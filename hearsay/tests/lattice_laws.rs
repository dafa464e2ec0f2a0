//! Property-based tests for the value lattice.
//!
//! These verify that the merge actually satisfies the semilattice laws
//! it claims: commutativity and idempotence over the whole value space,
//! associativity over well-separated values (ε-closeness is not
//! transitive at the tolerance boundary, so associativity is only
//! meaningful away from it; integer-valued numbers are never within
//! relative ε of a distinct integer).

use std::collections::BTreeSet;

use proptest::prelude::*;

use hearsay::lattice::Value;
use lattice_core::{BoundedJoinSemilattice, BoundedLattice, JoinSemilattice, MeetSemilattice};

/// Any value, numbers drawn from a finite range.
fn any_value() -> impl Strategy<Value = Value> {
    prop_oneof![
        Just(Value::Nothing),
        Just(Value::Contradiction),
        (-1e9f64..1e9f64).prop_map(Value::Number),
        prop::collection::btree_set(-50i64..50, 1..6).prop_map(Value::Set),
    ]
}

/// Values whose numbers sit on an integer grid, so lattice equality
/// coincides with exact equality.
fn separated_value() -> impl Strategy<Value = Value> {
    prop_oneof![
        Just(Value::Nothing),
        Just(Value::Contradiction),
        (-1000i32..1000).prop_map(|n| Value::Number(f64::from(n))),
        prop::collection::btree_set(-50i64..50, 1..6).prop_map(Value::Set),
    ]
}

proptest! {
    #![proptest_config(ProptestConfig::with_cases(1000))]

    #[test]
    fn merge_is_commutative(a in any_value(), b in any_value()) {
        let ab = a.join(&b);
        let ba = b.join(&a);
        prop_assert!(ab.lattice_eq(&ba), "{ab} vs {ba}");
    }

    #[test]
    fn merge_is_idempotent(a in any_value()) {
        prop_assert!(a.join(&a).lattice_eq(&a));
    }

    #[test]
    fn merge_is_associative_on_separated_values(
        a in separated_value(),
        b in separated_value(),
        c in separated_value()
    ) {
        let left = a.join(&b).join(&c);
        let right = a.join(&b.join(&c));
        prop_assert!(left.lattice_eq(&right), "{left} vs {right}");
    }

    #[test]
    fn bottom_is_identity(a in any_value()) {
        prop_assert!(Value::bottom().join(&a).lattice_eq(&a));
        prop_assert!(a.join(&Value::bottom()).lattice_eq(&a));
    }

    #[test]
    fn top_absorbs(a in any_value()) {
        prop_assert_eq!(Value::top().join(&a), Value::Contradiction);
        prop_assert_eq!(a.join(&Value::top()), Value::Contradiction);
    }

    #[test]
    fn absorption_holds(a in separated_value(), b in separated_value()) {
        // a ∨ (a ∧ b) = a
        let lhs = a.join(&a.meet(&b));
        prop_assert!(lhs.lattice_eq(&a), "{lhs} vs {a}");
    }

    #[test]
    fn equality_is_merge_compatible(a in any_value(), b in any_value()) {
        if a.lattice_eq(&b) {
            prop_assert!(a.join(&b).lattice_eq(&a));
        }
    }

    #[test]
    fn set_merge_never_widens(
        a in prop::collection::btree_set(-50i64..50, 1..8),
        b in prop::collection::btree_set(-50i64..50, 1..8)
    ) {
        match Value::Set(a.clone()).join(&Value::Set(b.clone())) {
            Value::Set(merged) => {
                prop_assert!(merged.is_subset(&a));
                prop_assert!(merged.is_subset(&b));
            }
            Value::Contradiction => {
                let inter: BTreeSet<i64> = a.intersection(&b).copied().collect();
                prop_assert!(inter.is_empty());
            }
            other => prop_assert!(false, "unexpected merge result {other}"),
        }
    }
}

- - - - -

• [Task item]:
The reply must repeat all of the records precisely.

• [Response]:
filename hearsay/tests/lattice_laws.rs
repository dafa464e2ec0f2a0
//! Property-based tests for the value lattice.
//!
//! These verify that the merge actually satisfies the semilattice laws
//! it claims: commutativity and idempotence over the whole value space,
//! associativity over well-separated values (ε-closeness is not
//! transitive at the tolerance boundary, so associativity is only
//! meaningful away from it; integer-valued numbers are never within
//! relative ε of a distinct integer).

use std::collections::BTreeSet;

use proptest::prelude::*;

use hearsay::lattice::Value;
use lattice_core::{BoundedJoinSemilattice, BoundedLattice, JoinSemilattice, MeetSemilattice};

/// Any value, numbers drawn from a finite range.
fn any_value() -> impl Strategy<Value = Value> {
    prop_oneof![
        Just(Value::Nothing),
        Just(Value::Contradiction),
        (-1e9f64..1e9f64).prop_map(Value::Number),
        prop::collection::btree_set(-50i64..50, 1..6).prop_map(Value::Set),
    ]
}

/// Values whose numbers sit on an integer grid, so lattice equality
/// coincides with exact equality.
fn separated_value() -> impl Strategy<Value = Value> {
    prop_oneof![
        Just(Value::Nothing),
        Just(Value::Contradiction),
        (-1000i32..1000).prop_map(|n| Value::Number(f64::from(n))),
        prop::collection::btree_set(-50i64..50, 1..6).prop_map(Value::Set),
    ]
}

proptest! {
    #![proptest_config(ProptestConfig::with_cases(1000))]

    #[test]
    fn merge_is_commutative(a in any_value(), b in any_value()) {
        let ab = a.join(&b);
        let ba = b.join(&a);
        prop_assert!(ab.lattice_eq(&ba), "{ab} vs {ba}");
    }

    #[test]
    fn merge_is_idempotent(a in any_value()) {
        prop_assert!(a.join(&a).lattice_eq(&a));
    }

    #[test]
    fn merge_is_associative_on_separated_values(
        a in separated_value(),
        b in separated_value(),
        c in separated_value()
    ) {
        let left = a.join(&b).join(&c);
        let right = a.join(&b.join(&c));
        prop_assert!(left.lattice_eq(&right), "{left} vs {right}");
    }

    #[test]
    fn bottom_is_identity(a in any_value()) {
        prop_assert!(Value::bottom().join(&a).lattice_eq(&a));
        prop_assert!(a.join(&Value::bottom()).lattice_eq(&a));
    }

    #[test]
    fn top_absorbs(a in any_value()) {
        prop_assert_eq!(Value::top().join(&a), Value::Contradiction);
        prop_assert_eq!(a.join(&Value::top()), Value::Contradiction);
    }

    #[test]
    fn absorption_holds(a in separated_value(), b in separated_value()) {
        // a ∨ (a ∧ b) = a
        let lhs = a.join(&a.meet(&b));
        prop_assert!(lhs.lattice_eq(&a), "{lhs} vs {a}");
    }

    #[test]
    fn equality_is_merge_compatible(a in any_value(), b in any_value()) {
        if a.lattice_eq(&b) {
            prop_assert!(a.join(&b).lattice_eq(&a));
        }
    }

    #[test]
    fn set_merge_never_widens(
        a in prop::collection::btree_set(-50i64..50, 1..8),
        b in prop::collection::btree_set(-50i64..50, 1..8)
    ) {
        match Value::Set(a.clone()).join(&Value::Set(b.clone())) {
            Value::Set(merged) => {
                prop_assert!(merged.is_subset(&a));
                prop_assert!(merged.is_subset(&b));
            }
            Value::Contradiction => {
                let inter: BTreeSet<i64> = a.intersection(&b).copied().collect();
                prop_assert!(inter.is_empty());
            }
            other => prop_assert!(false, "unexpected merge result {other}"),
        }
    }
}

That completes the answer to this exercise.